My Bitcoin rich friend explained how he held his BTC via a large exchange. When he sold BTC, there were many obstacles to his getting the proceeds into his Swiss bank account. While sorting this out, he saw that the exchange had Tether and not “real” USD on its Balance Sheet. He asked me what that meant for him. I explained that he had three levels of credit risk.

  1. The exchange where he held his BTC and cash; were they operating on a sound basis?
  2. Tether as a company. Did they really operate on a sound basis? There are good reasons to doubt this; firstly, they recently parted company with their auditor, so there is now no way to check that the $2.5B they claim to have are indeed backed 1:1 with greenbacks. On top of that, a recent article suggested Tether is vulnerable to a double spend problem. That article is over my head in terms of tech comprehension, but taken with the first, that verifying the 1:1 backing is not readily possible, the BS detectors go to overdrive.
  3. The bank where Tether holds the underlying USD. $2.5B greatly exceeds any deposit insurance. If the bank holding the USD goes under, even if Tether is 1:1 backed at that moment, the Tether coins are worthless. And, even if there are several banks, there are not 10’000 banks.

My criticism of Tether is whether it is store of value, money’s fourth function. A priori, the money is not 100% safe and with that, Tether does not properly fulfil the fourth function of money. Commercial banks have this same problem today; however, they are more closely regulated and in many countries there is a government guarantee or deposit insurance scheme to cover some of the cash balances.
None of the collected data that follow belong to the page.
use crate::config::dynamic::HealthCheck;
use crate::metrics::Metrics;
use crate::runtime::ServiceInfo;
use crate::service::{BalancedHandler, HealthTarget};
use crate::proxy::{empty_body, HttpBody, HttpClient};
use hyper::header::{HeaderName, HeaderValue, HOST, USER_AGENT};
use hyper::{Request, Uri};
use std::collections::HashMap;
use std::sync::Arc;
use std::time::Duration;
use tokio::time::{interval, timeout, MissedTickBehavior};
use tracing::{debug, info, warn};

pub const STATUS_UP: &str = "UP";
pub const STATUS_DOWN: &str = "DOWN";

/// Active health checking of one load-balancer service.
///
/// Every interval each server is probed once; a 2xx or 3xx answer within
/// the timeout means up. Transitions are pushed to the balancer (selection
/// and sticky lookup skip down servers) and to the runtime status map.
pub struct HealthChecker {
    service: String,
    info: Arc<ServiceInfo>,
    balancer: Arc<BalancedHandler>,
    config: HealthCheck,
    servers: Vec<String>,
    client: HttpClient,
}

impl HealthChecker {
    /// Probes go through the shared outbound client, so `https` servers
    /// and schemes work the same way as forwarding does.
    pub fn new(target: HealthTarget) -> Self {
        Self {
            service: target.service,
            info: target.info,
            balancer: target.balancer,
            config: target.config,
            servers: target.servers,
            client: target.client,
        }
    }

    pub async fn start(self) {
        let mut ticker = interval(self.config.interval.as_std().max(Duration::from_millis(1)));
        ticker.set_missed_tick_behavior(MissedTickBehavior::Delay);
        let mut up: HashMap<String, bool> = self.servers.iter().map(|s| (s.clone(), true)).collect();

        info!(
            "Health checking {} servers of service '{}' every {:?}",
            self.servers.len(),
            self.service,
            self.config.interval.as_std()
        );

        loop {
            ticker.tick().await;
            for server in &self.servers {
                let healthy = match self.check(server).await {
                    Ok(()) => true,
                    Err(e) => {
                        debug!("Health check of {} failed: {}", server, e);
                        false
                    }
                };
                let was = up.insert(server.clone(), healthy).unwrap_or(true);
                if was != healthy {
                    self.set_status(server, healthy);
                }
            }
        }
    }

    fn set_status(&self, server: &str, healthy: bool) {
        if healthy {
            info!("Server {} of service '{}' is up", server, self.service);
        } else {
            warn!("Server {} of service '{}' is down", server, self.service);
        }
        self.balancer.set_server_up(server, healthy);
        self.info
            .update_server_status(server, if healthy { STATUS_UP } else { STATUS_DOWN });
        Metrics::record_server_status(&self.service, server, healthy);
    }

    async fn check(&self, server: &str) -> Result<(), String> {
        let req = self.probe_request(server)?;
        let response = timeout(self.config.timeout.as_std(), self.client.request(req))
            .await
            .map_err(|_| "timeout".to_string())?
            .map_err(|e| format!("request failed: {}", e))?;

        let status = response.status();
        if status.is_success() || status.is_redirection() {
            Ok(())
        } else {
            Err(format!("received status {}", status))
        }
    }

    fn probe_request(&self, server: &str) -> Result<Request<HttpBody>, String> {
        let uri = probe_uri(server, &self.config)?;

        let mut builder = Request::get(uri).header(USER_AGENT, "edgeroute-health-check");
        if let Some(hostname) = self.config.hostname.as_deref().filter(|h| !h.is_empty()) {
            builder = builder.header(HOST, hostname);
        }
        let mut req = builder.body(empty_body()).map_err(|e| e.to_string())?;

        for (name, value) in &self.config.headers {
            let name = HeaderName::try_from(name.as_str()).map_err(|e| e.to_string())?;
            let value = HeaderValue::from_str(value).map_err(|e| e.to_string())?;
            req.headers_mut().insert(name, value);
        }
        Ok(req)
    }
}

/// Probe address: the server URL with scheme and port optionally
/// overridden and the configured path.
fn probe_uri(server: &str, config: &HealthCheck) -> Result<Uri, String> {
    let base: Uri = server.parse().map_err(|e| format!("invalid server URL: {}", e))?;
    let host = base.host().ok_or("server URL has no host")?;
    let scheme = config
        .scheme
        .as_deref()
        .or(base.scheme_str())
        .unwrap_or("http");
    let port = config
        .port
        .or(base.port_u16())
        .ok_or("server URL has no port")?;
    let path = if config.path.starts_with('/') {
        config.path.clone()
    } else {
        format!("/{}", config.path)
    };

    format!("{}://{}:{}{}", scheme, host, port, path)
        .parse()
        .map_err(|e| format!("invalid health check URL: {}", e))
}

#[cfg(test)]
mod tests {
    use super::*;
    use crate::config::dynamic::Service;
    use crate::config::{Duration as ConfigDuration, ForwardingConfig};
    use crate::proxy::{empty_body, full_body, handler_fn, Handler};
    use hyper::body::Incoming;
    use hyper::service::service_fn;
    use hyper::{Response, StatusCode};
    use hyper_util::rt::TokioIo;
    use std::convert::Infallible;
    use std::net::SocketAddr;
    use std::sync::atomic::{AtomicBool, Ordering};
    use tokio::net::TcpListener;

    fn config() -> HealthCheck {
        HealthCheck {
            scheme: None,
            path: "/health".into(),
            port: None,
            interval: ConfigDuration::from_millis(20),
            timeout: ConfigDuration::from_millis(200),
            hostname: None,
            headers: Default::default(),
        }
    }

    /// Answers `/health` with 200 while `healthy` is set, 503 otherwise.
    async fn spawn_backend(healthy: Arc<AtomicBool>) -> SocketAddr {
        let listener = TcpListener::bind("127.0.0.1:0").await.unwrap();
        let addr = listener.local_addr().unwrap();
        tokio::spawn(async move {
            loop {
                let Ok((stream, _)) = listener.accept().await else { break };
                let healthy = healthy.clone();
                tokio::spawn(async move {
                    let service = service_fn(move |req: Request<Incoming>| {
                        let healthy = healthy.load(Ordering::SeqCst);
                        async move {
                            assert_eq!(req.uri().path(), "/health");
                            let status = if healthy { StatusCode::OK } else { StatusCode::SERVICE_UNAVAILABLE };
                            let mut response = Response::new(full_body(""));
                            *response.status_mut() = status;
                            Ok::<_, Infallible>(response)
                        }
                    });
                    let _ = hyper::server::conn::http1::Builder::new()
                        .serve_connection(TokioIo::new(stream), service)
                        .await;
                });
            }
        });
        addr
    }

    fn checker(url: &str, info: Arc<ServiceInfo>, balancer: Arc<BalancedHandler>, config: HealthCheck) -> HealthChecker {
        HealthChecker::new(HealthTarget {
            service: "app@file".into(),
            info,
            balancer,
            config,
            servers: vec![url.to_string()],
            client: HttpClient::new(&ForwardingConfig::default()).unwrap(),
        })
    }

    #[test]
    fn test_probe_uri() {
        let mut config = config();
        assert_eq!(
            probe_uri("http://10.0.0.1:8080", &config).unwrap(),
            "http://10.0.0.1:8080/health"
        );

        config.scheme = Some("https".into());
        config.port = Some(9000);
        config.path = "ready?full=1".into();
        assert_eq!(
            probe_uri("http://10.0.0.1:8080/", &config).unwrap(),
            "https://10.0.0.1:9000/ready?full=1"
        );
    }

    #[tokio::test]
    async fn test_down_and_up_transitions() {
        let healthy = Arc::new(AtomicBool::new(false));
        let addr = spawn_backend(healthy.clone()).await;
        let url = format!("http://{}", addr);

        let info = Arc::new(ServiceInfo::new(Service::default()));
        info.update_server_status(&url, STATUS_UP);
        let balancer = Arc::new(BalancedHandler::new(
            "app@file",
            vec![(url.clone(), handler_fn(|_| async { Ok(Response::new(empty_body())) }), 1)],
            None,
        ));

        let checker = checker(&url, info.clone(), balancer.clone(), config());
        let task = tokio::spawn(checker.start());

        for _ in 0..100 {
            if info.get_all_status()[&url] == STATUS_DOWN {
                break;
            }
            tokio::time::sleep(Duration::from_millis(10)).await;
        }
        assert_eq!(info.get_all_status()[&url], STATUS_DOWN);
        assert!(balancer.serve(Request::new(empty_body())).await.is_err());

        healthy.store(true, Ordering::SeqCst);
        for _ in 0..100 {
            if info.get_all_status()[&url] == STATUS_UP {
                break;
            }
            tokio::time::sleep(Duration::from_millis(10)).await;
        }
        assert_eq!(info.get_all_status()[&url], STATUS_UP);
        assert!(balancer.serve(Request::new(empty_body())).await.is_ok());

        task.abort();
    }

    #[tokio::test]
    async fn test_https_probe_opens_tls_connection() {
        let listener = TcpListener::bind("127.0.0.1:0").await.unwrap();
        let addr = listener.local_addr().unwrap();
        let (first_byte_tx, first_byte) = tokio::sync::oneshot::channel();
        tokio::spawn(async move {
            let (mut stream, _) = listener.accept().await.unwrap();
            let mut buf = [0u8; 1];
            tokio::io::AsyncReadExt::read_exact(&mut stream, &mut buf).await.unwrap();
            let _ = first_byte_tx.send(buf[0]);
        });

        let url = format!("http://{}", addr);
        let mut config = config();
        config.scheme = Some("https".into());
        let info = Arc::new(ServiceInfo::new(Service::default()));
        let balancer = Arc::new(BalancedHandler::new("app@file", Vec::new(), None));
        let checker = checker(&url, info, balancer, config);

        let req = checker.probe_request(&url).unwrap();
        assert_eq!(req.uri().scheme_str(), Some("https"));

        // No certificate on the other side, so the probe itself fails
        assert!(checker.check(&url).await.is_err());
        // TLS handshake record
        assert_eq!(first_byte.await.unwrap(), 0x16);
    }
}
The proposed USD-backed coin from IBM is a little better. They have worked out a means to have FDIC insurance, the US scheme that covers depositors for the first $250k in balances. The regulatory burden that goes with that will likely ensure that users can be more certain that the 1:1 backing is there.
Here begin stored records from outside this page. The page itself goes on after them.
use crate::config::dynamic::{AddPrefix, ReplacePath, ReplacePathRegex, ReplaceQueryRegex, StripPrefix};
use crate::proxy::{BoxFuture, BoxHandler, Handler, HandlerResult, HttpBody, ProxyError};
use hyper::header::HeaderValue;
use hyper::{Request, Uri};
use regex::Regex;

const X_FORWARDED_PREFIX: &str = "x-forwarded-prefix";
const X_REPLACED_PATH: &str = "x-replaced-path";

/// Rewrites the request path (and query) before passing it on.
pub struct PathRewrite {
    op: PathOp,
    next: BoxHandler,
}

enum PathOp {
    AddPrefix(String),
    StripPrefix(Vec<String>),
    ReplacePath(String),
    ReplacePathRegex(Regex, String),
    ReplaceQueryRegex(Regex, String),
}

impl PathRewrite {
    pub fn add_prefix(config: &AddPrefix, next: BoxHandler) -> Result<Self, String> {
        if config.prefix.is_empty() {
            return Err("prefix cannot be empty".into());
        }
        let prefix = if config.prefix.starts_with('/') {
            config.prefix.clone()
        } else {
            format!("/{}", config.prefix)
        };
        Ok(Self::with(PathOp::AddPrefix(prefix), next))
    }

    pub fn strip_prefix(config: &StripPrefix, next: BoxHandler) -> Self {
        Self::with(PathOp::StripPrefix(config.prefixes.clone()), next)
    }

    pub fn replace_path(config: &ReplacePath, next: BoxHandler) -> Self {
        Self::with(PathOp::ReplacePath(config.path.clone()), next)
    }

    pub fn replace_path_regex(config: &ReplacePathRegex, next: BoxHandler) -> Result<Self, String> {
        let pattern = Regex::new(&config.regex).map_err(|e| e.to_string())?;
        Ok(Self::with(
            PathOp::ReplacePathRegex(pattern, config.replacement.clone()),
            next,
        ))
    }

    pub fn replace_query_regex(config: &ReplaceQueryRegex, next: BoxHandler) -> Result<Self, String> {
        let pattern = Regex::new(&config.regex).map_err(|e| e.to_string())?;
        Ok(Self::with(
            PathOp::ReplaceQueryRegex(pattern, config.replacement.clone()),
            next,
        ))
    }

    fn with(op: PathOp, next: BoxHandler) -> Self {
        Self { op, next }
    }

    /// Apply the rewrite to `req`, recording the original path in the
    /// usual forwarding headers.
    fn rewrite(&self, req: &mut Request<HttpBody>) -> Result<(), ProxyError> {
        let path = req.uri().path().to_string();
        let query = req.uri().query().map(str::to_string);

        let (new_path, new_query, header) = match &self.op {
            PathOp::AddPrefix(prefix) => (format!("{}{}", prefix, path), query, None),
            PathOp::StripPrefix(prefixes) => {
                let Some(prefix) = prefixes.iter().find(|p| path.starts_with(p.as_str())) else {
                    return Ok(());
                };
                let stripped = &path[prefix.len()..];
                let new_path = format!("/{}", stripped.trim_start_matches('/'));
                (new_path, query, Some((X_FORWARDED_PREFIX, prefix.clone())))
            }
            PathOp::ReplacePath(replacement) => {
                (replacement.clone(), query, Some((X_REPLACED_PATH, path.clone())))
            }
            PathOp::ReplacePathRegex(pattern, replacement) => {
                if !pattern.is_match(&path) {
                    return Ok(());
                }
                let new_path = pattern.replace_all(&path, replacement.as_str()).into_owned();
                (new_path, query, Some((X_REPLACED_PATH, path.clone())))
            }
            PathOp::ReplaceQueryRegex(pattern, replacement) => {
                let current = query.unwrap_or_default();
                if !pattern.is_match(&current) {
                    return Ok(());
                }
                let replaced = pattern.replace_all(&current, replacement.as_str()).into_owned();
                (path.clone(), Some(replaced).filter(|q| !q.is_empty()), None)
            }
        };

        if let Some((name, value)) = header {
            if let Ok(value) = HeaderValue::from_str(&value) {
                req.headers_mut().insert(name, value);
            }
        }

        *req.uri_mut() = rebuild_uri(req.uri(), &new_path, new_query.as_deref())?;
        Ok(())
    }
}

impl Handler for PathRewrite {
    fn serve(&self, mut req: Request<HttpBody>) -> BoxFuture<'_, HandlerResult> {
        Box::pin(async move {
            self.rewrite(&mut req)?;
            self.next.serve(req).await
        })
    }
}

/// Rebuild a URI with a new path and query, keeping scheme and authority
fn rebuild_uri(uri: &Uri, path: &str, query: Option<&str>) -> Result<Uri, ProxyError> {
    let path = if path.starts_with('/') {
        path.to_string()
    } else {
        format!("/{}", path)
    };
    let path_and_query = match query {
        Some(query) => format!("{}?{}", path, query),
        None => path,
    };

    let mut builder = Uri::builder();
    if let Some(scheme) = uri.scheme() {
        builder = builder.scheme(scheme.clone());
    }
    if let Some(authority) = uri.authority() {
        builder = builder.authority(authority.clone());
    }

    builder
        .path_and_query(path_and_query)
        .build()
        .map_err(|e| ProxyError::InvalidUri(e.to_string()))
}

#[cfg(test)]
mod tests {
    use super::*;
    use crate::proxy::{empty_body, full_body, handler_fn};
    use http_body_util::BodyExt;
    use hyper::Response;

    /// Echoes the received path, query and rewrite headers.
    fn echo() -> BoxHandler {
        handler_fn(|req| async move {
            let header = |name: &str| {
                req.headers()
                    .get(name)
                    .and_then(|v| v.to_str().ok())
                    .unwrap_or("-")
                    .to_string()
            };
            let body = format!(
                "{} {} {} {}",
                req.uri().path(),
                req.uri().query().unwrap_or("-"),
                header(X_FORWARDED_PREFIX),
                header(X_REPLACED_PATH)
            );
            Ok(Response::new(full_body(body)))
        })
    }

    async fn run(handler: PathRewrite, uri: &str) -> String {
        let req = Request::builder().uri(uri).body(empty_body()).unwrap();
        let response = handler.serve(req).await.unwrap();
        let bytes = response.into_body().collect().await.unwrap().to_bytes();
        String::from_utf8(bytes.to_vec()).unwrap()
    }

    #[tokio::test]
    async fn test_strip_prefix() {
        let config = StripPrefix {
            prefixes: vec!["/api".into(), "/v1".into()],
            force_slash: true,
        };
        assert_eq!(
            run(PathRewrite::strip_prefix(&config, echo()), "/api/users?page=1").await,
            "/users page=1 /api -"
        );
        assert_eq!(run(PathRewrite::strip_prefix(&config, echo()), "/api").await, "/ - /api -");
        assert_eq!(run(PathRewrite::strip_prefix(&config, echo()), "/other").await, "/other - - -");
    }

    #[tokio::test]
    async fn test_add_prefix() {
        let config = AddPrefix { prefix: "/api/v1".into() };
        let handler = PathRewrite::add_prefix(&config, echo()).unwrap();
        assert_eq!(run(handler, "/users?id=1").await, "/api/v1/users id=1 - -");

        assert!(PathRewrite::add_prefix(&AddPrefix::default(), echo()).is_err());
    }

    #[tokio::test]
    async fn test_replace_path() {
        let config = ReplacePath { path: "/new/path".into() };
        assert_eq!(
            run(PathRewrite::replace_path(&config, echo()), "/old/path").await,
            "/new/path - - /old/path"
        );
    }

    #[tokio::test]
    async fn test_replace_path_regex() {
        let config = ReplacePathRegex {
            regex: r"^/api/(.*)".into(),
            replacement: "/v2/$1".into(),
        };
        let handler = PathRewrite::replace_path_regex(&config, echo()).unwrap();
        assert_eq!(run(handler, "/api/users/1").await, "/v2/users/1 - - /api/users/1");

        let handler = PathRewrite::replace_path_regex(&config, echo()).unwrap();
        assert_eq!(run(handler, "/other").await, "/other - - -");
    }

    #[tokio::test]
    async fn test_replace_query_regex() {
        let config = ReplaceQueryRegex {
            regex: r"^token=[^&]*&?(.*)$".into(),
            replacement: "$1".into(),
        };
        let handler = PathRewrite::replace_query_regex(&config, echo()).unwrap();
        assert_eq!(run(handler, "/p?token=abc&page=2").await, "/p page=2 - -");

        let handler = PathRewrite::replace_query_regex(&config, echo()).unwrap();
        assert_eq!(run(handler, "/p?token=abc").await, "/p - - -");
    }

    #[test]
    fn test_invalid_regex() {
        let config = ReplacePathRegex {
            regex: "[".into(),
            replacement: String::new(),
        };
        assert!(PathRewrite::replace_path_regex(&config, echo()).is_err());
    }
}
But, and it is no small one, what IBM are doing is creating a standalone, island solution. Although they may well be successful with this offering, they will not have an absolute monopoly. By definition, there will need to be a means to exchange with other equivalent DLT offerings in USD; either directly or by returning to USD and then buying the other Crypto USD. History has something to teach us here; in times past, commercial banks issued their own notes. In the US, this practice ended in 1913.

Transferring between different issues of USD backed Crypto USD will, at the very least, create issues of timing and quite possibly transaction fees too. In the Crypto world, transfer fees aka transaction costs can vary massively too, In a recent interview,the Chief Economist of the BIS highlighted how the cost for any transfer of BTC was at $57 in December.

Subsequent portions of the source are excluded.